View Single Post
Old 07-10-2016, 04:35 AM   #7
Aimylios
Member
Aimylios began at the beginning.
 
Posts: 17
Karma: 10
Join Date: Apr 2016
Device: Tolino Vision 3HD
Hi Kunvp,

looking at my changes to the gva_be.recipe will probably not help you very much to understand how to work on other recipes. I removed some obsolete code which makes the change look bigger than it actually was.

As far as I can see, all of the Belgian Dutch news sources have a valid table of contents. This means the feed addresses are still correct, but there's something wrong with the extraction of the content.

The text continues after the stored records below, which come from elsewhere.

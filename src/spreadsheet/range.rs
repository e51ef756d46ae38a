use crate::error::InvoiceSheetError;
use crate::spreadsheet::reference::col_to_index;
use crate::spreadsheet::reference::row_to_index;
use regex::Regex;
use std::sync::OnceLock;
use thiserror::Error;

/// Errors related to Excel-style range parsing.
#[derive(Error, Debug)]
pub enum RangeError {
    #[error("Invalid range format '{0}'")]
    FormatError(String),
}

/// Represents an Excel-style cell range with optional boundaries.
#[derive(Copy, Clone, Debug, Default, PartialEq, Eq)]
pub struct Range {
    /// Lower row bound (0-based index), None for unbounded
    pub row_lower_bound: Option<usize>,
    /// Upper row bound (0-based index), None for unbounded
    pub row_upper_bound: Option<usize>,
    /// Lower column bound (0-based index), None for unbounded
    pub col_lower_bound: Option<usize>,
    /// Upper column bound (0-based index), None for unbounded
    pub col_upper_bound: Option<usize>,
}

fn range_pattern() -> &'static Regex {
    static PATTERN: OnceLock<Regex> = OnceLock::new();
    PATTERN.get_or_init(|| {
        Regex::new(r"^([A-Z]*)(\d*)(:([A-Z]*)(\d*))?$").expect("Hardcode regex pattern")
    })
}

impl TryFrom<&str> for Range {
    type Error = InvoiceSheetError;

    /// Parses an Excel-style range string (e.g., "A1", "B2:C5", "A", "1:10").
    /// A single cell reference yields a range whose lower and upper bounds coincide.
    fn try_from(value: &str) -> Result<Self, Self::Error> {
        let value = value.replace('$', "").to_ascii_uppercase();
        let captures = range_pattern()
            .captures(value.as_str())
            .ok_or(RangeError::FormatError(value.to_owned()))?;
        let col_lower_bound = captures.get(1).and_then(|matcher| col_to_index(matcher.as_str()));
        let row_lower_bound = captures.get(2).and_then(|matcher| row_to_index(matcher.as_str()));
        let (col_upper_bound, row_upper_bound) = if captures.get(3).is_some() {
            (
                captures.get(4).and_then(|matcher| col_to_index(matcher.as_str())),
                captures.get(5).and_then(|matcher| row_to_index(matcher.as_str())),
            )
        } else {
            (col_lower_bound, row_lower_bound)
        };
        Ok(Range {
            row_lower_bound,
            row_upper_bound,
            col_lower_bound,
            col_upper_bound,
        })
    }
}

impl Range {
    /// Widens this range so it also covers `other`.
    pub fn union(self, other: Range) -> Range {
        fn pick(a: Option<usize>, b: Option<usize>, f: fn(usize, usize) -> usize) -> Option<usize> {
            match (a, b) {
                (Some(a), Some(b)) => Some(f(a, b)),
                (a, b) => a.or(b),
            }
        }
        Range {
            row_lower_bound: pick(self.row_lower_bound, other.row_lower_bound, usize::min),
            row_upper_bound: pick(self.row_upper_bound, other.row_upper_bound, usize::max),
            col_lower_bound: pick(self.col_lower_bound, other.col_lower_bound, usize::min),
            col_upper_bound: pick(self.col_upper_bound, other.col_upper_bound, usize::max),
        }
    }

    /// Last row covered by the range, when known.
    pub fn last_row(&self) -> Option<usize> {
        self.row_upper_bound.or(self.row_lower_bound)
    }
}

Modifying the keep_only_tags and remove_tags sections should be sufficient in this case.
For example, if you look at the demorgen_be.recipe you will find the line:
Code:
    keep_only_tags = [dict(name='div' , attrs={'class':'art_box2'})]
which means that Calibre expects the content to be wrapped into an html tag like <div class="art_box2">...</div>. But if you look at the source code of an arbitrary article (picture attached) you will see that the relevant tag is <div class="article__wrapper">...</div>. By changing the line above to:
Code:
    keep_only_tags = [dict(name='div' , attrs={'class':'article__wrapper'})]
you should get a working recipe (didn't try it myself).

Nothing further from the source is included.